Despite several ambitious R&T projects addressing engine emissions over the years, these technologies have not yet been brought to the level required for introduction into service with the necessary reliability, safety and proven economical viability.


The scientific and technological objectives are:

1. To solve the main limitations identified during past and ongoing projects which appear when lean combustion is pushed toward its maximum potential regarding NOx emission reductions. In particular the targets are:

- to provide full combustor operability in terms of ignition, altitude relight and weak extinction performance;

- to suppress the occurrence of thermo-acoustic instabilities by reducing the combustor sensitivity to unsteady features to such a level that instabilities will not happen;

- to ensure injection system robustness with respect to coking that can appear during transient operations of the engine;

- to develop, demonstrate and validate design rules, CFD capabilities and scaling laws;

- to provide knowledge for global optimisation of the multiplicity of combustion parameters of lean combustion systems to achieve lower flame temperatures and thus lower thermal NOx formation (e.g. homogeneous fuel-air mixtures, cooling and unsteady behaviour optimisation).

2. To look even further ahead and to overcome the complexity issues inherent in staged lean combustors. The TECC-AE project will also aim to design and assess an innovative, compact, lighter and simplified lean combustion combustor concept, and to develop a compact Ultra Low NOx (ULN) injection system.

Description of Work

To achieve an 80% reduction in NOx emissions for a commercial engine by 2020 without compromising operability and CO/UHC emissions it is also necessary to address in parallel the industrialisation of the system.

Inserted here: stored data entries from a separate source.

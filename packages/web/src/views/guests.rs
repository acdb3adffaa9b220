//! Guest list view with live, debounced search.

use dioxus::prelude::*;

use ui::{use_guest_list, Phase};

use super::make_store;
use crate::Route;

#[component]
pub fn Guests() -> Element {
    let list = use_guest_list(make_store());

    let state = list.controller.read();
    let query = state.query().to_string();
    let guests = state.guests().to_vec();
    let error = state.error().map(|err| err.to_string());
    let loading = state.is_loading();
    let no_matches = state.phase() == Phase::Ready && guests.is_empty();
    drop(state);

    rsx! {
        div { class: "page",
            header { class: "page-header",
                h1 { "Guests" }
                Link { class: "button primary", to: Route::AddGuest {}, "Add Guest" }
            }

            input {
                class: "search",
                placeholder: "Search by name or email",
                value: "{query}",
                oninput: move |evt| list.on_query.call(evt.value()),
            }

            if let Some(message) = error {
                div { class: "error-banner", "{message}" }
            }

            if loading {
                div { class: "muted", "Loading guests..." }
            }

            if no_matches {
                div { class: "muted", "No guests match this search." }
            } else {
                table { class: "guest-table",
                    thead {
                        tr {
                            th { "Name" }
                            th { "Email" }
                            th { "Phone" }
                            th { "" }
                        }
                    }
                    tbody {
                        for guest in guests {
                            tr { key: "{guest.id}",
                                td { "{guest.first_name} {guest.last_name}" }
                                td { "{guest.email}" }
                                td { {guest.phone.clone().unwrap_or_default()} }
                                td {
                                    Link {
                                        class: "link",
                                        to: Route::GuestDetail { id: guest.id.clone() },
                                        "View / Edit"
                                    }
                                }
                            }
                        }
                    }
                }
            }
        }
    }
}
//! Create-guest form view.

use dioxus::prelude::*;

use store::{GuestDraft, RecordStore};

use super::make_store;
use crate::Route;

#[component]
pub fn AddGuest() -> Element {
    let nav = use_navigator();
    let mut first_name = use_signal(String::new);
    let mut last_name = use_signal(String::new);
    let mut email = use_signal(String::new);
    let mut phone = use_signal(String::new);
    let mut address = use_signal(String::new);
    let mut date_of_birth = use_signal(String::new);
    let mut error = use_signal(|| Option::<String>::None);
    let mut submitting = use_signal(|| false);

    let handle_submit = move |evt: FormEvent| {
        evt.prevent_default();
        if submitting() {
            return;
        }
        spawn(async move {
            error.set(None);

            let draft = GuestDraft {
                first_name: first_name(),
                last_name: last_name(),
                email: email(),
                phone: phone(),
                address: address(),
                date_of_birth: date_of_birth(),
            };
            let fields = match draft.to_fields() {
                Ok(fields) => fields,
                Err(err) => {
                    error.set(Some(err.to_string()));
                    return;
                }
            };

            submitting.set(true);
            match make_store().create(fields).await {
                Ok(_) => {
                    nav.push(Route::Guests {});
                }
                Err(err) => {
                    tracing::error!("create guest failed: {err}");
                    submitting.set(false);
                    error.set(Some("Failed to create guest".to_string()));
                }
            }
        });
    };

    rsx! {
        div { class: "page",
            header { class: "page-header",
                h1 { "Add Guest" }
                Link { class: "link", to: Route::Guests {}, "Back" }
            }

            div { class: "card",
                form { onsubmit: handle_submit,
                    if let Some(message) = error() {
                        div { class: "error-banner", "{message}" }
                    }

                    div { class: "form-grid",
                        div { class: "form-field",
                            label { "First name" }
                            input {
                                value: "{first_name}",
                                oninput: move |evt| first_name.set(evt.value()),
                            }
                        }
                        div { class: "form-field",
                            label { "Last name" }
                            input {
                                value: "{last_name}",
                                oninput: move |evt| last_name.set(evt.value()),
                            }
                        }
                        div { class: "form-field wide",
                            label { "Email" }
                            input {
                                r#type: "email",
                                value: "{email}",
                                oninput: move |evt| email.set(evt.value()),
                            }
                        }
                        div { class: "form-field",
                            label { "Phone" }
                            input {
                                value: "{phone}",
                                oninput: move |evt| phone.set(evt.value()),
                            }
                        }
                        div { class: "form-field",
                            label { "Date of birth" }
                            input {
                                r#type: "date",
                                value: "{date_of_birth}",
                                oninput: move |evt| date_of_birth.set(evt.value()),
                            }
                        }
                        div { class: "form-field wide",
                            label { "Address" }
                            textarea {
                                value: "{address}",
                                oninput: move |evt| address.set(evt.value()),
                            }
                        }
                    }

                    div { class: "form-actions",
                        button {
                            class: "button primary",
                            r#type: "submit",
                            disabled: submitting(),
                            if submitting() { "Creating..." } else { "Create Guest" }
                        }
                    }
                }
            }
        }
    }
}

This means there is a need to take into account weight, simplification and cost issues to deliver a solution that is easy to produce and then maintain.

The TECC-AE approach will be worked in parallel:

1. the development of the technology to guarantee an 80% reduction in NOx emissions;

2. the overall design of the combustor and injection system to achieve a simpler, lighter and more economic lean combustion system.

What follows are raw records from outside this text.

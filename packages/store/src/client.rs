//! # RecordStore — the collection client abstraction
//!
//! [`RecordStore`] is the async interface the view controllers consume:
//! list-with-filter, get-by-id, create, update, delete against one named
//! collection. Implementations live in sibling modules — [`crate::http`] for
//! the remote records API and [`crate::memory`] for tests. The trait uses
//! return-position `impl Future` so callers stay generic without boxing.

use serde::Deserialize;

use crate::error::StoreError;
use crate::filter::Filter;
use crate::models::{Guest, GuestFields};

/// One page of list results, as the store's list envelope reports it.
#[derive(Clone, Debug, Deserialize)]
pub struct ListPage {
    #[serde(default)]
    pub page: u32,
    #[serde(default, rename = "perPage")]
    pub per_page: u32,
    #[serde(default, rename = "totalItems")]
    pub total_items: u64,
    pub items: Vec<Guest>,
}

/// Async client for the guest record collection.
pub trait RecordStore {
    /// Fetch one page of records, optionally filtered. May fail with
    /// [`StoreError::Superseded`] when a newer list request replaced this one.
    fn list(
        &self,
        filter: Option<Filter>,
        page: u32,
        per_page: u32,
    ) -> impl std::future::Future<Output = Result<ListPage, StoreError>>;

    fn get_one(
        &self,
        id: &str,
    ) -> impl std::future::Future<Output = Result<Guest, StoreError>>;

    fn create(
        &self,
        fields: GuestFields,
    ) -> impl std::future::Future<Output = Result<Guest, StoreError>>;

    fn update(
        &self,
        id: &str,
        fields: GuestFields,
    ) -> impl std::future::Future<Output = Result<Guest, StoreError>>;

    fn delete(
        &self,
        id: &str,
    ) -> impl std::future::Future<Output = Result<(), StoreError>>;
}
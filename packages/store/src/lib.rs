pub mod client;
pub mod config;
pub mod error;
pub mod filter;
pub mod models;

mod http;
pub use http::HttpStore;

mod memory;
pub use memory::MemoryStore;

pub use client::{ListPage, RecordStore};
pub use config::StoreConfig;
pub use error::StoreError;
pub use filter::Filter;
pub use models::{DraftError, Guest, GuestDraft, GuestField, GuestFields};
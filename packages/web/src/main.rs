use dioxus::prelude::*;

use views::{AddGuest, GuestDetail, Guests};

mod views;

#[derive(Debug, Clone, Routable, PartialEq)]
#[rustfmt::skip]
enum Route {
    #[route("/")]
    Root {},
    #[route("/guests")]
    Guests {},
    #[route("/guests/new")]
    AddGuest {},
    #[route("/guests/:id")]
    GuestDetail { id: String },
    #[route("/:..segments")]
    PageNotFound { segments: Vec<String> },
}

const MAIN_CSS: Asset = asset!("/assets/main.css");

fn main() {
    dioxus::launch(App);
}

#[component]
fn App() -> Element {
    rsx! {
        document::Link { rel: "stylesheet", href: MAIN_CSS }
        Router::<Route> {}
    }
}

/// Redirect `/` to `/guests`
#[component]
fn Root() -> Element {
    let nav = use_navigator();
    nav.replace(Route::Guests {});
    rsx! {}
}

#[component]
fn PageNotFound(segments: Vec<String>) -> Element {
    let path = segments.join("/");
    rsx! {
        div { class: "page",
            h1 { "Page not found" }
            p { class: "muted", "There is nothing at /{path}." }
            Link { class: "link", to: Route::Guests {}, "Back to guests" }
        }
    }
}
//! In-memory [`RecordStore`] for tests and native tooling.
//!
//! Behaves like the remote collection from the client's point of view:
//! assigns opaque ids and a created stamp, validates required fields and
//! email shape on writes, evaluates filters with [`Filter::matches`], and
//! reports `NotFound` for missing ids.

use std::sync::{Arc, Mutex};

use crate::client::{ListPage, RecordStore};
use crate::error::StoreError;
use crate::filter::Filter;
use crate::models::{self, Guest, GuestFields};

#[derive(Clone, Debug, Default)]
pub struct MemoryStore {
    records: Arc<Mutex<Vec<Guest>>>,
    next_id: Arc<Mutex<u64>>,
}

impl MemoryStore {
    pub fn new() -> Self {
        Self::default()
    }

    fn assign_id(&self) -> u64 {
        let mut next = self.next_id.lock().unwrap();
        *next += 1;
        *next
    }
}

impl RecordStore for MemoryStore {
    async fn list(
        &self,
        filter: Option<Filter>,
        page: u32,
        per_page: u32,
    ) -> Result<ListPage, StoreError> {
        let records = self.records.lock().unwrap();
        let matched: Vec<Guest> = records
            .iter()
            .filter(|guest| filter.as_ref().is_none_or(|f| f.matches(guest)))
            .cloned()
            .collect();
        let total_items = matched.len() as u64;
        let skip = (page.max(1) - 1) as usize * per_page as usize;
        let items = matched
            .into_iter()
            .skip(skip)
            .take(per_page as usize)
            .collect();
        Ok(ListPage {
            page: page.max(1),
            per_page,
            total_items,
            items,
        })
    }

    async fn get_one(&self, id: &str) -> Result<Guest, StoreError> {
        self.records
            .lock()
            .unwrap()
            .iter()
            .find(|guest| guest.id == id)
            .cloned()
            .ok_or(StoreError::NotFound)
    }

    async fn create(&self, fields: GuestFields) -> Result<Guest, StoreError> {
        validate(&fields)?;
        let seq = self.assign_id();
        let guest = Guest {
            id: format!("rec{seq:012}"),
            first_name: fields.first_name,
            last_name: fields.last_name,
            email: fields.email,
            phone: fields.phone,
            address: fields.address,
            date_of_birth: fields.date_of_birth,
            // Monotonic stand-in for the server clock.
            created: format!("{seq:010}"),
        }
        .normalized();
        self.records.lock().unwrap().push(guest.clone());
        Ok(guest)
    }

    async fn update(&self, id: &str, fields: GuestFields) -> Result<Guest, StoreError> {
        validate(&fields)?;
        let mut records = self.records.lock().unwrap();
        let guest = records
            .iter_mut()
            .find(|guest| guest.id == id)
            .ok_or(StoreError::NotFound)?;
        guest.first_name = fields.first_name;
        guest.last_name = fields.last_name;
        guest.email = fields.email;
        guest.phone = fields.phone;
        guest.address = fields.address;
        guest.date_of_birth = fields.date_of_birth;
        let updated = guest.clone().normalized();
        *guest = updated.clone();
        Ok(updated)
    }

    async fn delete(&self, id: &str) -> Result<(), StoreError> {
        let mut records = self.records.lock().unwrap();
        let before = records.len();
        records.retain(|guest| guest.id != id);
        if records.len() == before {
            return Err(StoreError::NotFound);
        }
        Ok(())
    }
}

fn validate(fields: &GuestFields) -> Result<(), StoreError> {
    for (name, value) in [
        ("first_name", &fields.first_name),
        ("last_name", &fields.last_name),
        ("email", &fields.email),
    ] {
        if value.trim().is_empty() {
            return Err(StoreError::Invalid(format!("{name} is required")));
        }
    }
    if !models::is_email_shaped(fields.email.trim()) {
        return Err(StoreError::Invalid("email is malformed".to_string()));
    }
    Ok(())
}

#[cfg(test)]
mod tests {
    use super::*;

    fn fields(first: &str, last: &str, email: &str) -> GuestFields {
        GuestFields {
            first_name: first.to_string(),
            last_name: last.to_string(),
            email: email.to_string(),
            phone: None,
            address: None,
            date_of_birth: None,
        }
    }

    #[tokio::test]
    async fn create_then_get_round_trips_required_fields() {
        let store = MemoryStore::new();
        let created = store
            .create(fields("Ana", "Lee", "ana@x.com"))
            .await
            .unwrap();
        assert!(!created.id.is_empty());
        assert!(!created.created.is_empty());

        let loaded = store.get_one(&created.id).await.unwrap();
        assert_eq!(loaded.first_name, "Ana");
        assert_eq!(loaded.last_name, "Lee");
        assert_eq!(loaded.email, "ana@x.com");
        assert_eq!(loaded.phone, None);
        assert_eq!(loaded.address, None);
        assert_eq!(loaded.date_of_birth, None);
    }

    #[tokio::test]
    async fn create_rejects_missing_and_malformed_fields() {
        let store = MemoryStore::new();
        assert!(matches!(
            store.create(fields("", "Lee", "ana@x.com")).await,
            Err(StoreError::Invalid(_))
        ));
        assert!(matches!(
            store.create(fields("Ana", "Lee", "not-an-email")).await,
            Err(StoreError::Invalid(_))
        ));
    }

    #[tokio::test]
    async fn list_pages_and_counts() {
        let store = MemoryStore::new();
        for i in 0..3 {
            store
                .create(fields(&format!("G{i}"), "Lee", "g@x.com"))
                .await
                .unwrap();
        }
        let page = store.list(None, 1, 2).await.unwrap();
        assert_eq!(page.items.len(), 2);
        assert_eq!(page.total_items, 3);
        let page = store.list(None, 2, 2).await.unwrap();
        assert_eq!(page.items.len(), 1);
    }

    #[tokio::test]
    async fn filtered_list_matches_quoted_names() {
        let store = MemoryStore::new();
        store
            .create(fields("Ana", "O'Brien", "ana@x.com"))
            .await
            .unwrap();
        store
            .create(fields("Bo", "Lee", "bo@x.com"))
            .await
            .unwrap();

        let page = store
            .list(Filter::search("O'Brien"), 1, 50)
            .await
            .unwrap();
        assert_eq!(page.total_items, 1);
        assert_eq!(page.items[0].last_name, "O'Brien");

        let page = store.list(Filter::search("x.com"), 1, 50).await.unwrap();
        assert_eq!(page.total_items, 2);
    }

    #[tokio::test]
    async fn update_replaces_fields_and_keeps_identity() {
        let store = MemoryStore::new();
        let created = store
            .create(fields("Ana", "Lee", "ana@x.com"))
            .await
            .unwrap();

        let mut next = fields("Ana", "Lee", "ana@x.com");
        next.phone = Some("555-0100".to_string());
        let updated = store.update(&created.id, next).await.unwrap();
        assert_eq!(updated.id, created.id);
        assert_eq!(updated.created, created.created);
        assert_eq!(updated.phone, Some("555-0100".to_string()));
    }

    #[tokio::test]
    async fn missing_ids_report_not_found() {
        let store = MemoryStore::new();
        assert_eq!(store.get_one("nope").await, Err(StoreError::NotFound));
        assert_eq!(
            store.update("nope", fields("A", "B", "a@x.com")).await,
            Err(StoreError::NotFound)
        );
        assert_eq!(store.delete("nope").await, Err(StoreError::NotFound));
    }

    #[tokio::test]
    async fn delete_removes_the_record() {
        let store = MemoryStore::new();
        let created = store
            .create(fields("Ana", "Lee", "ana@x.com"))
            .await
            .unwrap();
        store.delete(&created.id).await.unwrap();
        assert_eq!(store.get_one(&created.id).await, Err(StoreError::NotFound));
        assert_eq!(store.list(None, 1, 50).await.unwrap().total_items, 0);
    }
}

TECC-AE has been divided into four main technical work packages:

- Enhanced operability for staged injection systems;

- Thermal management;

- Sensitivity to unsteady features;

- Innovative technologies.

Three additional work packages are included: the first will be dedicated to the management of the project, and the last two to the exploitation and the dissemination. Regarding the exploitation, the complete synthesis and assessment of lean combustion regarding the ACARE 2020 objectives will be done by taking into account the results of previous projects as well as the TECC-AE outputs. The strategy and the main principles on how to design the best combustor, taking into account all the available knowledge, will then be established.

Expected Results

TECC-AE will have a major impact on short and long-term engine manufacturer competitiveness as it will provide:

- an acceleration towards the entry into service for lean technologies based on internally staged injection systems;

- knowledge and material for optimising the relevance of the technological strategy developed during the R&T phase to gain excellent performance (both operational and environmental) while maintaining exploitation costs at market acceptance levels;

- an increase of the technology robustness regarding some vital trade-off (NOx emissions reduction/combustor durability, transient operations/coking, CO-UHC emissions/NOx emissions);

- knowledge and multi-physics CFD methodology for scaling technology and for carrying out performance optimisation for the whole combustion system, ensuring that the product will have optimal environmental and operational performance;

- an extension of the acquired knowledge to the problem of lean combustion and its embodiment into a more or less automatic system, (which is of vital importance for ensuring that the combustion system will be designed within the shortest possible time, and will fully meet its operational and environmental objective performance).